- **TASK TO CARRY OUT**
Only the number is needed: how many lines of the entries below contain the word "observe".

[Stored data]

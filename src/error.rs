//! Error Taxonomy and Failure Surrogates
//!
//! Defines the two error families of the exchange:
//! - **`StorageError`**: failures raised by storage providers (write contention,
//!   codec problems, aborted value factories).
//! - **`ExchangeError`**: everything a client or handler can observe, including
//!   the transient conditions (`Deferred`, `Timeout`, `Cancelled`) that the
//!   protocol never commits to the response store.
//!
//! Errors that cross process boundaries travel as a [`FailureModel`], a
//! serialization-safe surrogate, and are rebuilt on the other side through a
//! [`FailureRegistry`] of known kinds. Unknown kinds degrade to a generic
//! domain error carrying the original kind name and message.

use serde::{Deserialize, Serialize};
use std::collections::HashMap;
use std::time::Duration;
use thiserror::Error;

/// Errors raised by storage providers.
#[derive(Debug, Error)]
pub enum StorageError {
    /// The optimistic-concurrency retry budget was exhausted for a key.
    #[error("write contention on '{key}' exhausted {attempts} attempts")]
    ConcurrencyExceeded { key: String, attempts: u32 },

    /// A value factory declined to produce a value. Nothing was stored.
    #[error("value factory aborted without producing a value")]
    Aborted,

    /// Stored content could not be encoded or decoded.
    #[error("codec error: {0}")]
    Codec(#[from] serde_json::Error),
}

/// Everything a client, handler, or the server loop can observe.
#[derive(Debug, Error)]
pub enum ExchangeError {
    /// No host accepts the message type, or no handler is registered for it.
    #[error("no host or handler registered for message type '{message_type}'")]
    NotRegistered { message_type: String },

    /// No response appeared within the polling budget. Transient: the server
    /// may still produce one later.
    #[error("no response for request '{fingerprint}' within the polling budget")]
    Deferred { fingerprint: String },

    /// The handler invocation exceeded its deadline. Transient.
    #[error("message handling exceeded the {0:?} deadline")]
    Timeout(Duration),

    /// The caller's or server's cancellation token fired. Transient.
    #[error("operation cancelled")]
    Cancelled,

    /// Generic wrapper for errors that are not declared domain errors.
    #[error("message handling failed: {0}")]
    HandlingFailed(String),

    /// The retry interceptor exhausted its attempt budget.
    #[error("retry limit exceeded after {attempts} attempts: {last}")]
    RetryLimitExceeded {
        attempts: u32,
        last: Box<ExchangeError>,
    },

    /// A declared domain error, identified by its registered kind.
    #[error("{kind}: {message}")]
    Domain { kind: String, message: String },

    #[error(transparent)]
    Storage(#[from] StorageError),
}

impl ExchangeError {
    /// Transient conditions are never committed to the response store; the
    /// client keeps polling (or gives up with `Deferred`) instead of
    /// receiving them as a permanent outcome.
    pub fn is_transient(&self) -> bool {
        matches!(
            self,
            ExchangeError::Deferred { .. } | ExchangeError::Timeout(_) | ExchangeError::Cancelled
        )
    }

    /// Whether the retry interceptor may re-run the inner chain after this
    /// error. Cancellation, timeouts, and declared domain errors are
    /// critical and propagate immediately; storage-layer failures are the
    /// retriable class.
    pub fn is_retriable(&self) -> bool {
        matches!(self, ExchangeError::Storage(_))
    }

    /// The kind name used for serialization in a [`FailureModel`].
    pub fn kind(&self) -> &str {
        match self {
            ExchangeError::NotRegistered { .. } => kinds::NOT_REGISTERED,
            ExchangeError::Deferred { .. } => kinds::DEFERRED,
            ExchangeError::Timeout(_) => kinds::TIMEOUT,
            ExchangeError::Cancelled => kinds::CANCELLED,
            ExchangeError::HandlingFailed(_) => kinds::HANDLING_FAILED,
            ExchangeError::RetryLimitExceeded { .. } => kinds::RETRY_LIMIT_EXCEEDED,
            ExchangeError::Domain { kind, .. } => kind,
            ExchangeError::Storage(StorageError::ConcurrencyExceeded { .. }) => {
                kinds::CONCURRENCY_EXCEEDED
            }
            ExchangeError::Storage(_) => kinds::STORAGE,
        }
    }
}

/// Well-known failure kind names.
pub mod kinds {
    pub const NOT_REGISTERED: &str = "not_registered";
    pub const DEFERRED: &str = "deferred";
    pub const TIMEOUT: &str = "timeout";
    pub const CANCELLED: &str = "cancelled";
    pub const HANDLING_FAILED: &str = "handling_failed";
    pub const RETRY_LIMIT_EXCEEDED: &str = "retry_limit_exceeded";
    pub const CONCURRENCY_EXCEEDED: &str = "concurrency_exceeded";
    pub const STORAGE: &str = "storage";
}

/// Serialization-safe surrogate for an error crossing a process boundary.
///
/// The original error type is not guaranteed to exist on the remote side, so
/// only the kind name, message, and an optional inner failure survive.
#[derive(Debug, Clone, Serialize, Deserialize, PartialEq)]
pub struct FailureModel {
    pub kind: String,
    pub message: String,
    pub inner: Option<Box<FailureModel>>,
}

impl FailureModel {
    pub fn new(kind: &str, message: String) -> Self {
        Self {
            kind: kind.to_string(),
            message,
            inner: None,
        }
    }

    /// Captures an [`ExchangeError`] as a surrogate, preserving one level of
    /// wrapped cause for `RetryLimitExceeded`.
    pub fn from_error(error: &ExchangeError) -> Self {
        let inner = match error {
            ExchangeError::RetryLimitExceeded { last, .. } => {
                Some(Box::new(FailureModel::from_error(last)))
            }
            _ => None,
        };

        Self {
            kind: error.kind().to_string(),
            message: error.to_string(),
            inner,
        }
    }
}

type Constructor = fn(&FailureModel) -> ExchangeError;

/// Maps known failure kind names to constructors.
///
/// Applications extend it with their own domain kinds via [`register`];
/// anything unknown is rebuilt as `ExchangeError::Domain` carrying the
/// original kind and message, never through dynamic type loading.
///
/// [`register`]: FailureRegistry::register
pub struct FailureRegistry {
    constructors: HashMap<String, Constructor>,
}

impl FailureRegistry {
    pub fn new() -> Self {
        let mut registry = Self {
            constructors: HashMap::new(),
        };

        registry.register(kinds::NOT_REGISTERED, |model| ExchangeError::NotRegistered {
            message_type: model.message.clone(),
        });
        registry.register(kinds::DEFERRED, |model| ExchangeError::Deferred {
            fingerprint: model.message.clone(),
        });
        registry.register(kinds::TIMEOUT, |_| {
            ExchangeError::Timeout(Duration::default())
        });
        registry.register(kinds::CANCELLED, |_| ExchangeError::Cancelled);
        registry.register(kinds::HANDLING_FAILED, |model| {
            ExchangeError::HandlingFailed(model.message.clone())
        });
        registry.register(kinds::RETRY_LIMIT_EXCEEDED, |model| {
            let last = match &model.inner {
                Some(inner) => FailureRegistry::new().rebuild(inner),
                None => ExchangeError::HandlingFailed(model.message.clone()),
            };
            ExchangeError::RetryLimitExceeded {
                attempts: 0,
                last: Box::new(last),
            }
        });
        registry.register(kinds::CONCURRENCY_EXCEEDED, |model| {
            ExchangeError::Storage(StorageError::ConcurrencyExceeded {
                key: model.message.clone(),
                attempts: 0,
            })
        });

        registry
    }

    /// Registers a constructor for a domain error kind.
    pub fn register(&mut self, kind: &str, constructor: Constructor) {
        self.constructors.insert(kind.to_string(), constructor);
    }

    /// Rebuilds an error from its surrogate. Unknown kinds become a generic
    /// domain error carrying the original kind name and message.
    pub fn rebuild(&self, model: &FailureModel) -> ExchangeError {
        match self.constructors.get(model.kind.as_str()) {
            Some(constructor) => constructor(model),
            None => ExchangeError::Domain {
                kind: model.kind.clone(),
                message: model.message.clone(),
            },
        }
    }
}

impl Default for FailureRegistry {
    fn default() -> Self {
        Self::new()
    }
}

#[cfg(test)]
mod tests {
    use super::*;

    #[test]
    fn test_transient_classification() {
        assert!(ExchangeError::Cancelled.is_transient());
        assert!(ExchangeError::Timeout(Duration::from_secs(1)).is_transient());
        assert!(
            ExchangeError::Deferred {
                fingerprint: "abc".to_string()
            }
            .is_transient()
        );

        assert!(!ExchangeError::HandlingFailed("boom".to_string()).is_transient());
        assert!(
            !ExchangeError::NotRegistered {
                message_type: "x".to_string()
            }
            .is_transient()
        );
    }

    #[test]
    fn test_retriable_classification() {
        let contention = ExchangeError::Storage(StorageError::ConcurrencyExceeded {
            key: "k".to_string(),
            attempts: 3,
        });
        assert!(contention.is_retriable());

        assert!(!ExchangeError::Cancelled.is_retriable());
        assert!(!ExchangeError::Timeout(Duration::from_secs(1)).is_retriable());
        assert!(
            !ExchangeError::Domain {
                kind: "inventory_empty".to_string(),
                message: "none left".to_string()
            }
            .is_retriable()
        );
    }

    #[test]
    fn test_failure_model_roundtrip_known_kind() {
        let original = ExchangeError::HandlingFailed("database unavailable".to_string());
        let model = FailureModel::from_error(&original);

        let json = serde_json::to_string(&model).unwrap();
        let restored: FailureModel = serde_json::from_str(&json).unwrap();

        let rebuilt = FailureRegistry::new().rebuild(&restored);
        match rebuilt {
            ExchangeError::HandlingFailed(message) => {
                assert!(message.contains("database unavailable"))
            }
            other => panic!("unexpected rebuild: {other:?}"),
        }
    }

    #[test]
    fn test_unknown_kind_degrades_to_domain() {
        let model = FailureModel::new("quota_exceeded", "too many requests".to_string());

        let rebuilt = FailureRegistry::new().rebuild(&model);
        match rebuilt {
            ExchangeError::Domain { kind, message } => {
                assert_eq!(kind, "quota_exceeded");
                assert_eq!(message, "too many requests");
            }
            other => panic!("unexpected rebuild: {other:?}"),
        }
    }

    #[test]
    fn test_registered_domain_kind_wins_over_fallback() {
        let mut registry = FailureRegistry::new();
        registry.register("inventory_empty", |model| ExchangeError::Domain {
            kind: "inventory_empty".to_string(),
            message: format!("rebuilt: {}", model.message),
        });

        let model = FailureModel::new("inventory_empty", "none left".to_string());
        match registry.rebuild(&model) {
            ExchangeError::Domain { message, .. } => assert_eq!(message, "rebuilt: none left"),
            other => panic!("unexpected rebuild: {other:?}"),
        }
    }

    #[test]
    fn test_retry_limit_preserves_inner_failure() {
        let original = ExchangeError::RetryLimitExceeded {
            attempts: 3,
            last: Box::new(ExchangeError::HandlingFailed("flaky".to_string())),
        };

        let model = FailureModel::from_error(&original);
        assert_eq!(model.kind, kinds::RETRY_LIMIT_EXCEEDED);
        assert_eq!(model.inner.as_ref().unwrap().kind, kinds::HANDLING_FAILED);

        match FailureRegistry::new().rebuild(&model) {
            ExchangeError::RetryLimitExceeded { last, .. } => match *last {
                ExchangeError::HandlingFailed(message) => assert!(message.contains("flaky")),
                other => panic!("unexpected inner: {other:?}"),
            },
            other => panic!("unexpected rebuild: {other:?}"),
        }
    }
}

- **WRITTEN SOLUTION**
2